Anderlecht reached fifth place in the first division again in 1938–39. The championship was then suspended due to World War II for two seasons. When it resumed in 1941–42, they finished sixth. At the end of this season, Anderlecht signed striker Jef Mermans from K Tubantia FC for 125,000 Belgian francs, a record fee in Belgium at that time. With the help of their striker (38 goals in 34 matches), soon nicknamed "The Bomber", Anderlecht won their first league title in 1946–47 after having finished second in 1943–44 and third in 1945–46 (the championship was cancelled in 1945). Their success increased in the following years as they won six more titles between 1948–49 and 1955–56, winning three consecutive titles twice.

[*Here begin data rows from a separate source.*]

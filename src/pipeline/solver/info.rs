//! Formulation index map
//!
//! `SlimInfo` records where every variable group lives inside the flat
//! variable vector together with the derived constants the verifier and the
//! summarizer need. It is built once by the formulation builder and never
//! mutated afterwards.

use std::path::Path;

use anyhow::{Context, Result};
use serde::{Deserialize, Serialize};

use crate::pipeline::coefficients::CoefType;
use crate::pipeline::error::FormulationError;

/// Logical group of decision variables
#[derive(Debug, Clone, Copy, PartialEq, Eq, Hash, Serialize, Deserialize)]
pub enum VarGroup {
    Rho,
    Alpha,
    Beta,
    Error,
    TotalError,
    TotalErrorPos,
    TotalErrorNeg,
    TotalL0Norm,
}

impl VarGroup {
    pub const ALL: [VarGroup; 8] = [
        VarGroup::Rho,
        VarGroup::Alpha,
        VarGroup::Beta,
        VarGroup::Error,
        VarGroup::TotalError,
        VarGroup::TotalErrorPos,
        VarGroup::TotalErrorNeg,
        VarGroup::TotalL0Norm,
    ];

    pub fn as_str(self) -> &'static str {
        match self {
            VarGroup::Rho => "rho",
            VarGroup::Alpha => "alpha",
            VarGroup::Beta => "beta",
            VarGroup::Error => "err",
            VarGroup::TotalError => "total_error",
            VarGroup::TotalErrorPos => "total_error_pos",
            VarGroup::TotalErrorNeg => "total_error_neg",
            VarGroup::TotalL0Norm => "total_l0_norm",
        }
    }
}

impl std::fmt::Display for VarGroup {
    fn fmt(&self, f: &mut std::fmt::Formatter<'_>) -> std::fmt::Result {
        f.write_str(self.as_str())
    }
}

/// Half-open index range `[start, end)` in the flat variable vector
#[derive(Debug, Clone, Copy, Default, PartialEq, Eq, Serialize, Deserialize)]
pub struct GroupRange {
    pub start: usize,
    pub end: usize,
}

impl GroupRange {
    pub fn new(start: usize, len: usize) -> Self {
        Self {
            start,
            end: start + len,
        }
    }

    pub fn len(&self) -> usize {
        self.end - self.start
    }

    pub fn is_empty(&self) -> bool {
        self.start == self.end
    }

    pub fn indices(&self) -> std::ops::Range<usize> {
        self.start..self.end
    }
}

/// Layout of the flattened variable vector, one range per group
#[derive(Debug, Clone, Copy, Default, PartialEq, Eq, Serialize, Deserialize)]
pub struct VariableLayout {
    pub rho: GroupRange,
    pub alpha: GroupRange,
    pub beta: GroupRange,
    pub error: GroupRange,
    pub total_error: GroupRange,
    pub total_error_pos: GroupRange,
    pub total_error_neg: GroupRange,
    pub total_l0_norm: GroupRange,
}

impl VariableLayout {
    /// Lay groups out back to back in `VarGroup::ALL` order
    pub fn contiguous(n_rho: usize, n_alpha: usize, n_beta: usize, n_error: usize) -> Self {
        let rho = GroupRange::new(0, n_rho);
        let alpha = GroupRange::new(rho.end, n_alpha);
        let beta = GroupRange::new(alpha.end, n_beta);
        let error = GroupRange::new(beta.end, n_error);
        let total_error = GroupRange::new(error.end, 1);
        let total_error_pos = GroupRange::new(total_error.end, 1);
        let total_error_neg = GroupRange::new(total_error_pos.end, 1);
        let total_l0_norm = GroupRange::new(total_error_neg.end, 1);
        Self {
            rho,
            alpha,
            beta,
            error,
            total_error,
            total_error_pos,
            total_error_neg,
            total_l0_norm,
        }
    }

    pub fn range(&self, group: VarGroup) -> GroupRange {
        match group {
            VarGroup::Rho => self.rho,
            VarGroup::Alpha => self.alpha,
            VarGroup::Beta => self.beta,
            VarGroup::Error => self.error,
            VarGroup::TotalError => self.total_error,
            VarGroup::TotalErrorPos => self.total_error_pos,
            VarGroup::TotalErrorNeg => self.total_error_neg,
            VarGroup::TotalL0Norm => self.total_l0_norm,
        }
    }

    pub fn n_variables(&self) -> usize {
        self.total_l0_norm.end
    }
}

/// Inclusive integer bounds on an aggregate count
#[derive(Debug, Clone, Copy, PartialEq, Eq, Serialize, Deserialize)]
pub struct CountBounds {
    pub min: usize,
    pub max: usize,
}

/// Index map and derived constants of one SLIM formulation
#[derive(Debug, Clone, PartialEq, Serialize, Deserialize)]
pub struct SlimInfo {
    pub layout: VariableLayout,
    pub n_samples: usize,
    pub variable_names: Vec<String>,

    pub rho_lb: Vec<f64>,
    pub rho_ub: Vec<f64>,
    pub rho_type: Vec<CoefType>,
    pub l0_reg_ind: Vec<bool>,
    pub l1_reg_ind: Vec<bool>,
    /// Coefficient index of each alpha variable
    pub alpha_coef: Vec<usize>,
    /// Coefficient index of each beta variable
    pub beta_coef: Vec<usize>,
    pub beta_lb: Vec<f64>,
    pub beta_ub: Vec<f64>,

    pub pos_ind: Vec<bool>,
    pub neg_ind: Vec<bool>,
    pub n_pos: usize,
    pub n_neg: usize,
    /// Per-sample big-M of the error linking rows
    pub big_m: Vec<f64>,

    pub epsilon: f64,
    pub l0_min: usize,
    pub l0_max: usize,
    pub total_error_bounds: CountBounds,
    pub total_error_pos_bounds: CountBounds,
    pub total_error_neg_bounds: CountBounds,
    pub c0: f64,
    pub c1: f64,
    pub w_pos: f64,
    pub w_neg: f64,
}

impl SlimInfo {
    pub fn n_variables(&self) -> usize {
        self.layout.n_variables()
    }

    pub fn n_coefficients(&self) -> usize {
        self.variable_names.len()
    }

    pub fn range(&self, group: VarGroup) -> GroupRange {
        self.layout.range(group)
    }

    /// Slice of `assignment` belonging to `group`
    pub fn values<'a>(&self, group: VarGroup, assignment: &'a [f64]) -> &'a [f64] {
        &assignment[self.range(group).indices()]
    }

    /// Value of a single-variable group such as `total_error`
    pub fn scalar(&self, group: VarGroup, assignment: &[f64]) -> f64 {
        assignment[self.range(group).start]
    }

    /// Flat index of the alpha variable for coefficient `j`, if it is L0-regularized
    pub fn alpha_index(&self, j: usize) -> Option<usize> {
        self.alpha_coef
            .iter()
            .position(|&c| c == j)
            .map(|k| self.layout.alpha.start + k)
    }

    /// Flat index of the beta variable for coefficient `j`, if it is L1-regularized
    pub fn beta_index(&self, j: usize) -> Option<usize> {
        self.beta_coef
            .iter()
            .position(|&c| c == j)
            .map(|k| self.layout.beta.start + k)
    }

    /// Check that every per-group vector matches the layout
    ///
    /// A map read from disk may be stale or hand-edited; the verifier and the
    /// summarizer index through it without further checks.
    pub fn validate(&self) -> std::result::Result<(), FormulationError> {
        let n_coefs = self.n_coefficients();
        let expected = VariableLayout::contiguous(
            n_coefs,
            self.alpha_coef.len(),
            self.beta_coef.len(),
            self.n_samples,
        );
        if self.layout != expected {
            return Err(FormulationError::NonContiguousLayout);
        }

        let lengths: [(&'static str, usize, usize); 10] = [
            ("rho_lb", self.rho_lb.len(), n_coefs),
            ("rho_ub", self.rho_ub.len(), n_coefs),
            ("rho_type", self.rho_type.len(), n_coefs),
            ("l0_reg_ind", self.l0_reg_ind.len(), n_coefs),
            ("l1_reg_ind", self.l1_reg_ind.len(), n_coefs),
            ("beta_lb", self.beta_lb.len(), self.beta_coef.len()),
            ("beta_ub", self.beta_ub.len(), self.beta_coef.len()),
            ("pos_ind", self.pos_ind.len(), self.n_samples),
            ("neg_ind", self.neg_ind.len(), self.n_samples),
            ("big_m", self.big_m.len(), self.n_samples),
        ];
        for (field, actual, expected) in lengths {
            if actual != expected {
                return Err(FormulationError::FieldLength {
                    field,
                    expected,
                    actual,
                });
            }
        }

        for (field, indices) in [("alpha_coef", &self.alpha_coef), ("beta_coef", &self.beta_coef)] {
            if let Some(&index) = indices.iter().find(|&&j| j >= n_coefs) {
                return Err(FormulationError::CoefficientOutOfRange {
                    field,
                    index,
                    n_coefficients: n_coefs,
                });
            }
        }
        Ok(())
    }

    pub fn save_json(&self, path: &Path) -> Result<()> {
        let json = serde_json::to_string_pretty(self)
            .context("Failed to serialize formulation index map to JSON")?;
        std::fs::write(path, json)
            .with_context(|| format!("Failed to write index map to {}", path.display()))?;
        Ok(())
    }

    pub fn load_json(path: &Path) -> Result<Self> {
        let json = std::fs::read_to_string(path)
            .with_context(|| format!("Failed to read index map from {}", path.display()))?;
        let info: SlimInfo = serde_json::from_str(&json)
            .with_context(|| format!("Failed to parse index map in {}", path.display()))?;
        info.validate()
            .with_context(|| format!("Inconsistent index map in {}", path.display()))?;
        Ok(info)
    }
}

#[cfg(test)]
mod tests {
    use super::*;

    #[test]
    fn test_contiguous_layout() {
        let layout = VariableLayout::contiguous(3, 2, 2, 5);
        assert_eq!(layout.rho, GroupRange { start: 0, end: 3 });
        assert_eq!(layout.alpha, GroupRange { start: 3, end: 5 });
        assert_eq!(layout.beta, GroupRange { start: 5, end: 7 });
        assert_eq!(layout.error, GroupRange { start: 7, end: 12 });
        assert_eq!(layout.total_error.start, 12);
        assert_eq!(layout.total_l0_norm.start, 15);
        assert_eq!(layout.n_variables(), 16);
    }

    #[test]
    fn test_groups_partition_the_vector() {
        let layout = VariableLayout::contiguous(4, 3, 0, 7);
        let total: usize = VarGroup::ALL.iter().map(|&g| layout.range(g).len()).sum();
        assert_eq!(total, layout.n_variables());
        assert!(layout.beta.is_empty());
    }

    fn small_info() -> SlimInfo {
        SlimInfo {
            layout: VariableLayout::contiguous(2, 1, 1, 3),
            n_samples: 3,
            variable_names: vec!["(Intercept)".to_string(), "x".to_string()],
            rho_lb: vec![-5.0, -2.0],
            rho_ub: vec![5.0, 2.0],
            rho_type: vec![CoefType::Integer; 2],
            l0_reg_ind: vec![false, true],
            l1_reg_ind: vec![false, true],
            alpha_coef: vec![1],
            beta_coef: vec![1],
            beta_lb: vec![0.0],
            beta_ub: vec![2.0],
            pos_ind: vec![true, false, true],
            neg_ind: vec![false, true, false],
            n_pos: 2,
            n_neg: 1,
            big_m: vec![9.0; 3],
            epsilon: 0.001,
            l0_min: 0,
            l0_max: 1,
            total_error_bounds: CountBounds { min: 0, max: 3 },
            total_error_pos_bounds: CountBounds { min: 0, max: 2 },
            total_error_neg_bounds: CountBounds { min: 0, max: 1 },
            c0: 0.1,
            c1: 0.01,
            w_pos: 1.0,
            w_neg: 1.0,
        }
    }

    #[test]
    fn test_validate_accepts_consistent_map() {
        assert_eq!(small_info().validate(), Ok(()));
        assert_eq!(small_info().alpha_index(1), Some(2));
        assert_eq!(small_info().beta_index(0), None);
    }

    #[test]
    fn test_validate_rejects_inconsistent_maps() {
        let mut info = small_info();
        info.alpha_coef = vec![7];
        assert_eq!(
            info.validate(),
            Err(FormulationError::CoefficientOutOfRange {
                field: "alpha_coef",
                index: 7,
                n_coefficients: 2,
            })
        );

        let mut info = small_info();
        info.big_m.pop();
        assert_eq!(
            info.validate(),
            Err(FormulationError::FieldLength {
                field: "big_m",
                expected: 3,
                actual: 2,
            })
        );

        let mut info = small_info();
        info.beta_coef.clear();
        assert_eq!(info.validate(), Err(FormulationError::NonContiguousLayout));

        let mut info = small_info();
        info.rho_type.push(CoefType::Continuous);
        assert!(matches!(
            info.validate(),
            Err(FormulationError::FieldLength { field: "rho_type", .. })
        ));
    }
}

After the 1949–50 season and the club's third league title, Bill Gormlie was appointed as a manager to replace Ernest Churchill Smith. Gormlie would become the longest-serving manager of the club, working at the head of the first team for nine seasons and 294 matches. He would also become the manager with the most championship titles for Anderlecht, with five wins. In the summer of 1952, Anderlecht celebrated the 40th years of Théo Verbeeck as chairman of the club and the club's fourth title, and the municipality changed the name of the stadium's street to Avenue Théo Verbeeck/Théo Verbeecklaan in his honour. A couple of weeks later, however, on 2 August, he died. He was replaced by a former player, Albert Roosens, at the club since 1943 as a joint secretary. Their 1954–55 title earned them the right to represent Belgium in the first ever European competition, the 1955–56 European Cup. Anderlecht lost both legs of their tie against Vörös Lobogo of Hungary. However, they won again the Belgian championship that season, and played once again in the European Cup the following year, losing to Manchester United (12–0 on aggregate) in the preliminary round. In 1958, the club celebrated their 50th anniversary by inviting Barcelona and their three Hungarian star players – Sándor Kocsis, László Kubala and Zoltán Czibor – to play a friendly game on 30 August. The match ended in a 3–3 draw. Anderlecht then won again the championship in 1958–59.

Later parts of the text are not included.